We know you miss being able to come into the library to browse, use our computers and study rooms, let your children play in our early childhood area, or just to sit and read. We miss seeing you, too!
Please read the information below for detailed information about the pandemic’s impact on libraries and the scope of the library services we have planned for the coming months.
Libraries That Have Reopened
In accordance with the state’s current guidelines for Public and Community Buildings, public libraries that have reopened their doors thus far are only able to welcome a small number of visitors at a time, usually by appointment. In-person use is restricted to a “grab and go” model. State guidelines specify that public institutions, such as libraries, must limit access to 5 people per 1,000 square feet of visitor-accessible space, and visits must be limited to no more than 30 minutes at a time. In addition, the guidelines indicate that public libraries should maintain a record of visitors, including contact information, for those who have prolonged contact with other visitors or staff. The CDC defines “prolonged contact” as 15 minutes or more.
The reason for these strict guidelines is that transmission rates for COVID-19 increase with the density and duration of exposure. Transmission of the virus by asymptomatic carriers is a real concern. Limiting the number of people in a building and the amount of time they spend there reduces the likelihood that any virus shed from an infected person can accumulate and infect others. In order to prevent people from lingering in their buildings, most public libraries have removed or blocked access to all their seating and tables, removed computer keyboards, and in some cases, have closed off access to bathrooms and water fountains.
Safe Handling of Library Materials
Recent studies have confirmed that the coronavirus is able to remain viable on paper and cardboard for up to 72 hours, and plastic for up to 96 hours. For this reason, libraries have been quarantining all returned materials for at least three days before making them available for other users to borrow. Those libraries that have reopened for browsing place any materials that are handled by visitors, but not borrowed, into quarantine for the required period of days–which makes those materials immediately unavailable for browsing or borrowing by other users.

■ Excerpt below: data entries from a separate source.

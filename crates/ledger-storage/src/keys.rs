//! Storage key constants.

/// Keys of the persisted session surface.
pub struct StorageKeys;

impl StorageKeys {
    /// Primary access token
    pub const ACCESS_TOKEN: &'static str = "token";

    /// Primary refresh token
    pub const REFRESH_TOKEN: &'static str = "refresh_token";

    /// Primary user record (JSON)
    pub const USER: &'static str = "user";

    /// Display name of the system
    pub const SYSTEM_NAME: &'static str = "systemName";

    /// Monitoring access token
    pub const MONITORING_TOKEN: &'static str = "monitoring_token";

    /// Monitoring user record (JSON)
    pub const MONITORING_USER: &'static str = "monitoring_user";

    /// Every key the session surface writes.
    pub const ALL: [&'static str; 6] = [
        Self::ACCESS_TOKEN,
        Self::REFRESH_TOKEN,
        Self::USER,
        Self::SYSTEM_NAME,
        Self::MONITORING_TOKEN,
        Self::MONITORING_USER,
    ];

    /// Name fragments that mark a durable key as session residue on logout.
    pub const LOGOUT_SCAN_FRAGMENTS: [&'static str; 3] = ["auth", "user", "token"];

    /// Keys owned by the monitoring domain; primary logout never touches them.
    pub const MONITORING_KEYS: [&'static str; 2] = [Self::MONITORING_TOKEN, Self::MONITORING_USER];
}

What Would It Look Like If We Reopened Now?
Given the current guidelines, most of the things our users miss about coming into the library building would not be available if the library reopens any time soon. For Thomas Memorial Library, the state guidelines would allow no more than 8 visitors at a time for no more than 30 minutes each. Our staff would need to monitor the entrance and exits, enforce mask policy, obtain contact tracing information, and ensure that people arrive and leave in a timely fashion in order to let others enter the space. We would not provide any seating, children’s toys, puzzles, newspapers and magazines, study rooms, or computer use. Materials handled during browsing would become quarantined and unavailable to others. Without additional custodial support, we would not have the ability to disinfect our bathrooms multiple times a day in order to keep them safe for the public to use.
Our Current Services
In contrast, by offering our curbside pick-up service, we are able to check out materials to new users every 5 minutes during our curbside hours. We are able to provide personalized recommendations and book bundles selected by our librarians to our users. We offer the ability for our users to send us documents to be printed and picked up curbside. We are also able to continue to offer a robust array of virtual programs.
Since we began virtual programming in April, we have offered over 150 programs, with a combined attendance of over 3,000 people. If we were to shift our focus to reopening the building and allowing a limited number of users to come in for short periods of time, we would be forced to curtail our curbside and virtual services. Reopening at this point, therefore, would result in a decrease in our ability to serve the public in exchange for the very modest gain of allowing a limited number of people to browse in person.
How Is a Library Different from a Grocery Store?
We have heard people ask how libraries are different from grocery stores, which have continued to operate throughout the pandemic. There are many differences, but perhaps the most striking one is that libraries deal in shared resources. When you enter a grocery store, or any other retail establishment, you are not bringing back the things you purchased so that others can buy them. The retail experience is a one-way transaction (with the exception of returns, which are not allowed at most stores right now due to the pandemic.) The challenge of keeping shared materials safe for many users makes it difficult for libraries to operate in the same ways as grocery stores and other retail establishments. And, unlike grocery stores, many people enjoy hanging out at the library and just being in the space, which is one key service we would not be able to offer if we reopened right away.
What If I Want to Browse?
We know a lot of users miss being able to browse, and because of this we are continuing to add more ways for people to access our collection–especially our new books and movies–via our website, newsletter, and social media outlets.
We will continue to provide the best services we can in the safest manner possible as we weather the pandemic, and we look forward to welcoming you back through our doors when the public health situation improves to the point that it is safe to do so.